Analysts at Goldman Sachs JBWere, who attended the conference, said they had previously believed cost pressures were more severe in Australia than other countries.

But estimates of 42% increases in Canada, 22% in South Africa, 30% in Indonesia, 19% in China, 38% in Columbia and 25% in the US highlighted costs had increased substantially throughout the industry.

Russia and the US had suffered most from increased freight and port handling charges, Goldman Sachs said. US rail transport costs were equivalent to $US55/yt from the Powder River Basin to the east coast.

In the US, since 2003 labour costs have risen 15%, roof bolts by 145%, cable bolts 278%, royalties 56%, conveyor belts 268%, trucking 5% and other costs by 58%.

Conference speakers estimated costs at Australian operations had risen 29% since 2003, largely due to currency fluctuations and skill shortages.

Many of the conference speakers focused on the up-and-coming coal contract price negotiations.

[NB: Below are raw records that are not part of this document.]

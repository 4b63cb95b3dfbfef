// src/web/mod.rs
//! HTTP front end: queue workflow runs and poll their progress.

pub mod handlers;
pub mod jobs;
pub mod types;

pub use handlers::*;
pub use jobs::JobStore;
pub use types::*;

use crate::core::ConfigManager;
use crate::workflow::WorkflowResults;
use anyhow::Result;
use rocket::fairing::{Fairing, Info, Kind};
use rocket::http::{Header, Status};
use rocket::serde::json::Json;
use rocket::{catchers, get, options, post, routes, Build, Request, Response, Rocket, State};
use tracing::{error, info};

pub struct Cors;

#[rocket::async_trait]
impl Fairing for Cors {
    fn info(&self) -> Info {
        Info {
            name: "Add CORS headers to responses",
            kind: Kind::Response,
        }
    }

    async fn on_response<'r>(&self, _request: &'r Request<'_>, response: &mut Response<'r>) {
        response.set_header(Header::new("Access-Control-Allow-Origin", "*"));
        response.set_header(Header::new("Access-Control-Allow-Methods", "POST, GET, OPTIONS"));
        response.set_header(Header::new("Access-Control-Allow-Headers", "*"));
        response.set_header(Header::new("Access-Control-Allow-Credentials", "true"));
    }
}

#[post("/run", data = "<request>")]
pub async fn run(
    request: Json<RunRequest>,
    jobs: &State<JobStore>,
    config: &State<ServerConfig>,
) -> Result<Json<RunResponse>, ApiError> {
    handlers::run_handler(request, jobs, config).await
}

#[get("/status/<job_id>")]
pub async fn status(job_id: &str, jobs: &State<JobStore>) -> Result<Json<JobState>, ApiError> {
    handlers::status_handler(job_id, jobs).await
}

#[get("/logs/<job_id>")]
pub async fn logs(job_id: &str, jobs: &State<JobStore>) -> Result<Json<LogsResponse>, ApiError> {
    handlers::logs_handler(job_id, jobs).await
}

#[get("/report/<job_id>")]
pub async fn report(job_id: &str, jobs: &State<JobStore>) -> ReportResponse {
    handlers::report_handler(job_id, jobs).await
}

#[get("/results/<job_id>")]
pub async fn results(
    job_id: &str,
    jobs: &State<JobStore>,
) -> Result<Json<WorkflowResults>, ApiError> {
    handlers::results_handler(job_id, jobs).await
}

#[get("/health")]
pub async fn health() -> Json<HealthResponse> {
    handlers::health_handler().await
}

#[options("/<_..>")]
pub async fn options() -> Status {
    Status::Ok
}

#[rocket::catch(400)]
pub fn bad_request() -> Json<ErrorResponse> {
    Json(ErrorResponse::new("Invalid request format"))
}

#[rocket::catch(422)]
pub fn unprocessable() -> Json<ErrorResponse> {
    Json(ErrorResponse::new("Request body is missing required fields"))
}

#[rocket::catch(500)]
pub fn internal_error() -> Json<ErrorResponse> {
    Json(ErrorResponse::new("Internal server error"))
}

/// Assemble the API without launching it
pub fn build_rocket(config: ConfigManager, port: u16) -> Rocket<Build> {
    let figment = rocket::Config::figment()
        .merge(("port", port))
        .merge(("address", "0.0.0.0"));

    rocket::custom(figment)
        .attach(Cors)
        .manage(ServerConfig { config })
        .manage(JobStore::new())
        .register("/api", catchers![bad_request, unprocessable, internal_error])
        .mount(
            "/api",
            routes![run, status, logs, report, results, health, options],
        )
}

pub async fn start_web_server(config: ConfigManager, port: u16) -> Result<()> {
    info!("Starting API server on http://0.0.0.0:{}", port);
    info!("Output directory: {}", config.environment.output_path.display());

    if let Err(e) = build_rocket(config, port).launch().await {
        error!("Rocket failed to launch: {}", e);
        return Err(anyhow::anyhow!("Rocket failed to launch: {}", e));
    }
    Ok(())
}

Goldman Sachs said it came away with an overall impression of lower coking coal prices, lower PCI and semi-soft prices, and lower thermal coal prices.

“We have made an adjustment to the premium we expect Macarthur and Felix to get for their ultra low vol PCI compared to PCI from $US5/t to $US10/t,” the analysts said.

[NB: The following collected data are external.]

// src/web/handlers/system_handlers.rs
use crate::web::types::HealthResponse;

use rocket::serde::json::Json;

pub async fn health_handler() -> Json<HealthResponse> {
    Json(HealthResponse { status: "ok" })
}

“This is a contentious issue and is material for both Macarthur and Felix.”

Goldman Sachs added the pricing outcome for low volatile PCI was not clear at this stage, but McCloskey has predicted a Japanese financial year 2006-07 forecast for PCI in the $US60/t range.

A premium for ultra low volatile PCI of $US10-15/t was also suggested.

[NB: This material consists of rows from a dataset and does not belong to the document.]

// src/report/template_engine.rs
//! Markdown report template.
//!
//! The template only knows `{{name}}` placeholders. Anything conditional or
//! repeated (the executive summary, the LinkedIn table, the source list) is
//! rendered to a block string first and substituted like any other value.

use regex::{Captures, Regex};
use std::collections::HashMap;
use std::sync::OnceLock;

use super::ReportContext;
use crate::agents::AiAnalysis;
use crate::data::{DataRow, DataTable};
use crate::types::RecordSource;

const SAMPLE_ROWS: usize = 8;
const SNIPPET_CHARS: usize = 220;

pub const REPORT_TEMPLATE: &str = "Generated on: {{generated_at}}

---

# Research Report

---

## 1. Query Context & Objective

- User Query: {{user_input}}
- Interpreted Objective: Provide a concise, factual answer supported by reputable sources and profile evidence where available.
- Timeframe: Current
- Intended Output Type: Analysis report

---

## 2. Executive Summary

{{executive_summary}}

---

{{linkedin_section}}## {{web_section_number}}. Core Data – Web Sources

| Title/URL | Snippet |
|-----------|---------|
{{web_rows}}

---

## 4. Sources

{{sources}}

---
Report generated by AI Agent System
";

/// Replace each `{{name}}` with its value in one pass; unknown names stay as written
pub fn process_variables(content: &str, variables: &HashMap<String, String>) -> String {
    static PLACEHOLDER: OnceLock<Regex> = OnceLock::new();
    let re = PLACEHOLDER.get_or_init(|| {
        Regex::new(r"\{\{\s*([A-Za-z0-9_]+)\s*\}\}").expect("valid placeholder regex")
    });
    re.replace_all(content, |caps: &Captures| {
        variables
            .get(&caps[1])
            .cloned()
            .unwrap_or_else(|| caps[0].to_string())
    })
    .into_owned()
}

pub struct ReportView<'a> {
    pub generated_at: String,
    pub context: &'a ReportContext,
    pub analysis: &'a AiAnalysis,
    pub table: &'a DataTable,
}

impl<'a> ReportView<'a> {
    pub fn variables(&self) -> HashMap<String, String> {
        let sample: Vec<&DataRow> = self.table.rows().iter().take(SAMPLE_ROWS).collect();
        let has_linkedin = sample.iter().any(|r| r.source == RecordSource::LinkedIn);

        let user_input = if self.context.user_input.is_empty() {
            "N/A".to_string()
        } else {
            self.context.user_input.clone()
        };

        let mut vars = HashMap::new();
        vars.insert("generated_at".to_string(), self.generated_at.clone());
        vars.insert("user_input".to_string(), user_input);
        vars.insert("executive_summary".to_string(), self.executive_summary());
        vars.insert(
            "linkedin_section".to_string(),
            if has_linkedin {
                linkedin_section(&sample)
            } else {
                String::new()
            },
        );
        vars.insert(
            "web_section_number".to_string(),
            if has_linkedin { "3B" } else { "3" }.to_string(),
        );
        vars.insert("web_rows".to_string(), web_rows(&sample));
        vars.insert("sources".to_string(), bullet_list(&self.context.sources));
        vars
    }

    pub fn render(&self) -> String {
        process_variables(REPORT_TEMPLATE, &self.variables())
    }

    fn executive_summary(&self) -> String {
        if !self.context.answer.is_empty() {
            return self.context.answer.clone();
        }
        if self.analysis.key_insights.is_empty() {
            return "- No executive insights available.".to_string();
        }
        bullet_list(&self.analysis.key_insights)
    }
}

fn linkedin_section(sample: &[&DataRow]) -> String {
    let rows = sample
        .iter()
        .filter(|r| r.source == RecordSource::LinkedIn)
        .map(|r| {
            format!(
                "| {} | {} | {} | {} |",
                cell(&r.name),
                cell(&r.headline),
                cell(&r.location),
                r.source
            )
        })
        .collect::<Vec<_>>()
        .join("\n");
    format!(
        "## 3A. Core Data – LinkedIn Profiles\n\n\
         | Name | Headline | Location | Source |\n\
         |------|----------|----------|--------|\n\
         {}\n\n",
        rows
    )
}

fn web_rows(sample: &[&DataRow]) -> String {
    sample
        .iter()
        .filter(|r| r.source != RecordSource::LinkedIn)
        .map(|r| {
            let title = if r.name.is_empty() { &r.profile_url } else { &r.name };
            let snippet: String = r.summary.chars().take(SNIPPET_CHARS).collect();
            format!("| {} | {} |", cell(title), cell_or_empty(&snippet))
        })
        .collect::<Vec<_>>()
        .join("\n")
}

fn bullet_list(items: &[String]) -> String {
    if items.is_empty() {
        return "- N/A".to_string();
    }
    items
        .iter()
        .map(|item| format!("- {}", item))
        .collect::<Vec<_>>()
        .join("\n")
}

/// Table cell text, `N/A` when blank
fn cell(value: &str) -> String {
    if value.trim().is_empty() {
        "N/A".to_string()
    } else {
        cell_or_empty(value)
    }
}

fn cell_or_empty(value: &str) -> String {
    value
        .replace('|', "\\|")
        .replace("\r\n", " ")
        .replace('\n', " ")
        .replace('\r', " ")
        .trim()
        .to_string()
}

Premium hard coking coal received the most positive outlook at the conference with prices expected to remain reasonably solid.

McCloskey Group head of consulting Colin Gubbins forecast a coking coal price of $US115/t, and semi-soft price in the $US60/t range for the 2006-07 Japanese financial year.

Weaker coking coal on the other had was more likely to suffer larger falls, but Goldman Sachs said Europeans buyers may perceive this to be a disadvantage to them and settle first.

Thermal coal producers can expect a drop with supply outpacing demand largely due to increased supply from Indonesia.

“The Indonesian influence on the thermal coal price in the immediate term is considered to be the greatest threat with Kaltim Prima stated to be producing at 3Mt/month,” Goldman Sachs said.